Required work: Among the entries, how many lines hold the word "free"? Respond with that number only.

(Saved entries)
↓↓↓

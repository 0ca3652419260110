//! Cache key construction and storage-name sanitization

use sha2::{Digest, Sha256};

/// Map a logical key to a safe file name stem.
///
/// Every character outside `[A-Za-z0-9_.-]` becomes `_`. Distinct keys may
/// collide after this transform, so variable-length or free-form components
/// must be hashed into the key with [`digest`] first.
pub fn sanitize_key(key: &str) -> String {
    key.chars()
        .map(|c| {
            if c.is_ascii_alphanumeric() || matches!(c, '_' | '.' | '-') {
                c
            } else {
                '_'
            }
        })
        .collect()
}

/// Hex SHA-256 of an arbitrary string
pub fn digest(value: &str) -> String {
    format!("{:x}", Sha256::digest(value.as_bytes()))
}

/// Build the cache key for a live listing.
///
/// `scope` names the listing and its bounded parameters (e.g.
/// `["tag", "sunset", "recent_media", "25"]`); the free-form field selection
/// is folded in as a digest so keys never collide after sanitization.
pub fn listing_key(scope: &[&str], fields: &str) -> String {
    let mut key = String::from("ig");
    for part in scope {
        key.push('_');
        key.push_str(part);
    }
    key.push('_');
    key.push_str(&digest(fields));
    key
}

#[cfg(test)]
mod tests {
    use super::*;

    #[test]
    fn test_sanitize_key_replaces_unsafe_characters() {
        assert_eq!(sanitize_key("ig_tag_sunset_recent"), "ig_tag_sunset_recent");
        assert_eq!(sanitize_key("../etc/passwd"), ".._etc_passwd");
        assert_eq!(sanitize_key("a b:c/é"), "a_b_c__");
    }

    #[test]
    fn test_listing_key_deterministic() {
        let key1 = listing_key(&["user_media", "1789", "25"], "id,caption");
        let key2 = listing_key(&["user_media", "1789", "25"], "id,caption");
        assert_eq!(key1, key2);
        assert!(key1.starts_with("ig_user_media_1789_25_"));
    }

    #[test]
    fn test_listing_key_differs_by_fields() {
        let key1 = listing_key(&["user_tags", "1789", "25"], "id");
        let key2 = listing_key(&["user_tags", "1789", "25"], "id,permalink");
        assert_ne!(key1, key2);
    }

    #[test]
    fn test_listing_key_survives_sanitization() {
        let key = listing_key(&["tag", "sunset", "top_media", "10"], "children{media_url}");
        assert_eq!(sanitize_key(&key), key);
    }
}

↑↑↑

Answer box: 2